Ocumension Therapeutics

The Company entered into an Exclusive License Agreement on November 2, 2018, as amended by a Memorandum of Understanding dated March 1, 2019, a Memorandum of Understanding dated August 18, 2020, a Supply and Quality Agreement on February 19, 2019 and a Memorandum of Understanding on August 26, 2024. Pursuant to the license agreement and Memorandum of Understanding signed with the Company, Ocumension has:

An exclusive license for the development and commercialization of its three-year micro insert using the Durasert® technology for the treatment of posterior segment uveitis of the eye (YUTIQ® in the U.S.) in Mainland China, Hong Kong, Macau, and Taiwan at its own cost and expense in return for royalties based on sales with the Company supplying products for clinical trials and commercial sale;
An exclusive license for the development and commercialization in Mainland China, Hong Kong, Macau, and Taiwan of DEXYCU® for the treatment of post-operative inflammation following ocular surgery at its own cost and expense in return for royalties based on sales with the Company supplying product for clinical trials and commercial sale; and
Exclusive rights to develop and commercialize YUTIQ® and DEXYCU® products under its own brand names in South Korea and other jurisdictions across Southeast Asia in Brunei, Burma (Myanmar), Cambodia, Timor-Leste, Indonesia, Laos, Malaysia, the Philippines, Singapore, Thailand, and Vietnam (the Territory), at its own cost and expense in return for royalties based on sales with the Company supplying product for clinical trials and commercial sale.
The right and obligation to manufacture YUTIQ®, either by itself or through affiliates or sub-contractors, for sale and use in the Territory following completion of a technology and know-how transfer from the Company to Ocumension.
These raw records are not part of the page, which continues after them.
//! Endpoint table and CRUD calls shared by every resource.

use http::Method;
use serde::de::DeserializeOwned;
use serde_json::{Map, Value};
use std::collections::BTreeMap;
use url::form_urlencoded;

use crate::{
    client::{ApiClient, ApiRequest, RequestBody},
    error::{AppError, Result},
    models::{ApiMessage, Page},
};

/// Where a record id goes on update/delete calls.
#[derive(Debug, Clone, Copy, PartialEq, Eq)]
pub enum IdPlacement {
    /// `?id=<id>`
    Query,
    /// `{"id": <id>, ...}` or an `id` form field.
    Body,
}

#[derive(Debug, Clone)]
pub struct Endpoints {
    pub base: &'static str,
    pub update_method: Method,
    pub update_id: IdPlacement,
    pub delete_method: Method,
    pub delete_id: IdPlacement,
}

impl Endpoints {
    pub fn path(&self, action: &str) -> String {
        format!("{}/{}.php", self.base, action)
    }
}

/// A REST-managed entity.
pub trait Resource: DeserializeOwned + Send + 'static {
    /// Collection name, also used as the cache key prefix.
    const NAME: &'static str;
    /// Singular label for messages, e.g. `Brand`.
    const LABEL: &'static str;
    const ENDPOINTS: Endpoints;
}

/// Page, page size, search text and filters for a list call.
#[derive(Debug, Clone, Default, PartialEq, Eq, Hash)]
pub struct ListParams {
    pub page: Option<u32>,
    pub limit: Option<u32>,
    pub search: Option<String>,
    pub filters: BTreeMap<String, String>,
}

impl ListParams {
    pub fn new() -> Self {
        Self::default()
    }

    pub fn page(mut self, page: u32) -> Self {
        self.page = Some(page.max(1));
        self
    }

    pub fn limit(mut self, limit: u32) -> Self {
        self.limit = Some(limit.max(1));
        self
    }

    /// Sets the search text and goes back to the first page.
    pub fn search(mut self, term: impl Into<String>) -> Self {
        let term = term.into();
        let term = term.trim();
        self.search = (!term.is_empty()).then(|| term.to_string());
        self.reset_page();
        self
    }

    /// Adds a filter and goes back to the first page. Empty values clear it.
    pub fn filter(mut self, key: impl Into<String>, value: impl ToString) -> Self {
        let key = key.into();
        let value = value.to_string();
        if value.trim().is_empty() {
            self.filters.remove(&key);
        } else {
            self.filters.insert(key, value);
        }
        self.reset_page();
        self
    }

    pub fn filter_opt(self, key: impl Into<String>, value: Option<impl ToString>) -> Self {
        match value {
            Some(value) => self.filter(key, value),
            None => self,
        }
    }

    pub fn current_page(&self) -> u32 {
        self.page.unwrap_or(1)
    }

    pub fn to_pairs(&self) -> Vec<(String, String)> {
        let mut pairs = Vec::with_capacity(self.filters.len() + 3);
        if let Some(page) = self.page {
            pairs.push(("page".to_string(), page.to_string()));
        }
        if let Some(limit) = self.limit {
            pairs.push(("limit".to_string(), limit.to_string()));
        }
        if let Some(search) = &self.search {
            pairs.push(("q".to_string(), search.clone()));
        }
        pairs.extend(self.filters.iter().map(|(k, v)| (k.clone(), v.clone())));
        pairs
    }

    /// URL-encoded query string, used as the cache key.
    pub fn cache_key(&self) -> String {
        form_urlencoded::Serializer::new(String::new())
            .extend_pairs(self.to_pairs())
            .finish()
    }

    fn reset_page(&mut self) {
        if self.page.is_some() {
            self.page = Some(1);
        }
    }
}

pub async fn list<R: Resource>(client: &ApiClient, params: &ListParams) -> Result<Page<R>> {
    let value = list_value(client, &R::ENDPOINTS, params).await?;
    decode_page(value)
}

pub async fn list_value(
    client: &ApiClient,
    endpoints: &Endpoints,
    params: &ListParams,
) -> Result<Value> {
    let request = ApiRequest::get(endpoints.path("get")).query_pairs(params.to_pairs());
    client.send_value(&request).await
}

pub fn decode_page<R: DeserializeOwned>(value: Value) -> Result<Page<R>> {
    serde_json::from_value(value)
        .map_err(|e| AppError::InternalError(format!("Unexpected list response: {}", e)))
}

pub async fn find_by_id<R: Resource>(client: &ApiClient, id: i64) -> Result<R> {
    let request = ApiRequest::get(R::ENDPOINTS.path("get")).query("id", id);
    let body = client.send_value(&request).await?;

    let record = single_record(body)
        .ok_or_else(|| AppError::NotFound(format!("{} {} not found", R::LABEL, id)))?;
    serde_json::from_value(record)
        .map_err(|e| AppError::InternalError(format!("Unexpected {} record: {}", R::LABEL, e)))
}

pub async fn create<R: Resource>(client: &ApiClient, body: RequestBody) -> Result<ApiMessage> {
    let request = ApiRequest::post(R::ENDPOINTS.path("create")).body(body);
    mutate(client, &request).await
}

pub async fn update<R: Resource>(
    client: &ApiClient,
    id: i64,
    body: RequestBody,
) -> Result<ApiMessage> {
    let endpoints = R::ENDPOINTS;
    let request = ApiRequest::new(endpoints.update_method.clone(), endpoints.path("update"));
    let request = place_id(request, endpoints.update_id, id, body);
    mutate(client, &request).await
}

pub async fn delete<R: Resource>(client: &ApiClient, id: i64) -> Result<ApiMessage> {
    delete_with::<R>(client, id, RequestBody::Empty).await
}

/// Delete call with extra body fields, e.g. the users' `restore` flag.
pub async fn delete_with<R: Resource>(
    client: &ApiClient,
    id: i64,
    body: RequestBody,
) -> Result<ApiMessage> {
    let endpoints = R::ENDPOINTS;
    let request = ApiRequest::new(endpoints.delete_method.clone(), endpoints.path("delete"));
    let request = place_id(request, endpoints.delete_id, id, body);
    mutate(client, &request).await
}

/// Sends a mutation and treats `{"success": false, "error": ...}` as a failure.
pub async fn mutate(client: &ApiClient, request: &ApiRequest) -> Result<ApiMessage> {
    let message: ApiMessage = client.send(request).await?;
    match &message.error {
        Some(error) if !message.success => Err(AppError::BadRequest(error.clone())),
        _ => Ok(message),
    }
}

fn place_id(request: ApiRequest, placement: IdPlacement, id: i64, body: RequestBody) -> ApiRequest {
    match placement {
        IdPlacement::Query => request.query("id", id).body(body),
        IdPlacement::Body => {
            let body = match body {
                RequestBody::Empty => RequestBody::Json(serde_json::json!({ "id": id })),
                RequestBody::Json(Value::Object(fields)) => {
                    let mut with_id = Map::with_capacity(fields.len() + 1);
                    with_id.insert("id".to_string(), Value::from(id));
                    with_id.extend(fields.into_iter().filter(|(k, _)| k != "id"));
                    RequestBody::Json(Value::Object(with_id))
                }
                RequestBody::Json(other) => RequestBody::Json(other),
                RequestBody::Multipart(mut form) => {
                    form.push_text("id", id);
                    RequestBody::Multipart(form)
                }
            };
            request.body(body)
        }
    }
}

/// `data` may be an object or a one-element array depending on the endpoint.
fn single_record(body: Value) -> Option<Value> {
    let data = match body {
        Value::Object(mut fields) => match fields.remove("data") {
            Some(data) => data,
            None if fields.contains_key("id") => Value::Object(fields),
            None => return None,
        },
        other => other,
    };

    match data {
        Value::Array(items) => items.into_iter().next(),
        Value::Object(fields) if !fields.is_empty() => Some(Value::Object(fields)),
        _ => None,
    }
}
During both years ended December 31, 2025 and 2024, the Company recognized $0.9 million and $0.5 million of revenue from sales of product supply to Ocumension under the supply agreement and recorded this amount in product sales, net on the condensed consolidated statements of operations and comprehensive loss, respectively. The Company recognized approximately $0.1 million, of license and collaboration revenue related to additional technical assistance during the years ended December 31, 2025 and 2024. The Company also recorded royalty income of $0.4 million and $0.5 million during the years ended December 31, 2025 and 2024, respectively.

Historical Timeline

Fiscal YearFiled
2025Mar 5, 2026Showing above
2024Mar 6, 2025
2023Mar 8, 2024
2022Mar 10, 2023
2021Mar 14, 2022
2020Mar 12, 2021
2019Mar 16, 2020

About Revenue Disclosures

Revenue disclosures under ASC 606 explain how a company identifies performance obligations, allocates transaction prices, and determines when revenue is recognized. This section is essential for understanding whether reported revenue reflects genuine economic activity or aggressive accounting choices. Analysts examine the mix of point-in-time versus over-time recognition, which directly affects revenue timing and comparability.

Key signals: rising contract liabilities (deferred revenue) suggest strong future revenue visibility, while declining contract assets may indicate slowing project milestones. Watch for variable consideration estimates — rebates, returns, and performance bonuses that require management judgment. Significant changes in disaggregated revenue by geography or product line can reveal shifting business mix before it appears in headline numbers. Compare revenue growth against contract liability growth to assess sustainability, and scrutinize any changes in the timing of recognition that coincide with earnings pressure.